Chronic, systemic inflammation, which is associated with obesity and numerous other diseases, impairs iron status by increasing hepcidin concentration. Inflammation also decreases the concentration of transferrin, the main iron transport protein and a negative acute phase protein, which is indirectly assessed by measuring total iron binding capacity (TIBC). However, the contribution of diet-induced inflammation has not been studied. Data from two studies, namely Diet and Inflammation and Selenium and Inflammation Studies (total n=98) were used to assess the associations among Dietary Inflammatory Index (DII^®) scores derived from three-day dietary records, body mass index (BMI=weight[kg]/height[m]²), inflammatory and hematological markers among young adults with normal-weight, overweight or obesity. Subjects' diets were also categorized as less inflammatory diets (LID) and inflammatory diets (ID) using cluster analysis.

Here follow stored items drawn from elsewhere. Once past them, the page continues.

use serde::{Deserialize, Serialize};

#[derive(Clone, Copy, Debug, Eq, PartialEq, Serialize, Deserialize)]
#[serde(tag = "type", rename_all = "camelCase")]
pub enum FlowEvent {
    /// The rewards prompt appeared or finished its entrance animation.
    RewardsPromptSignal,
    /// `respondToRewardsPrompt`, applied once the session is connected.
    #[serde(rename_all = "camelCase")]
    RewardsAnswer { is_rewards_member: bool },
    /// One tick of the login-wait poll.
    #[serde(rename_all = "camelCase")]
    LoginProbe { on_product_page: bool, logged_in: bool },
    #[serde(rename_all = "camelCase")]
    ItemAddedToCart { is_authenticated: bool },
    SessionDisconnected,
}

impl FlowEvent {
    pub fn name(&self) -> &'static str {
        match self {
            FlowEvent::RewardsPromptSignal => "rewardsPromptSignal",
            FlowEvent::RewardsAnswer { .. } => "rewardsAnswer",
            FlowEvent::LoginProbe { .. } => "loginProbe",
            FlowEvent::ItemAddedToCart { .. } => "itemAddedToCart",
            FlowEvent::SessionDisconnected => "sessionDisconnected",
        }
    }
}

Independent t-test and regression analyses were used to assess associations in the data. Intakes of iron, proteins, fat, fiber, and calories were higher in the LID group compared to the ID group (p<0.05). Demographic characteristics and concentrations of C-reactive protein (CRP) and iron status biomarkers did not differ significantly between the two groups (p>0.05). Higher DII score was associated with increasing CRP (β+SE=0.23+0.07, p=0.002) and lower TIBC (β+SE=-8.46+3.44, p=0.02), independent of BMI category. The LID diet was associated with higher TIBC (β+SE=29.87+10.75, p=0.007) compared to the ID diet. In conclusion, inflammatory diets may impair iron status by reducing the iron binding capacity of transferrin.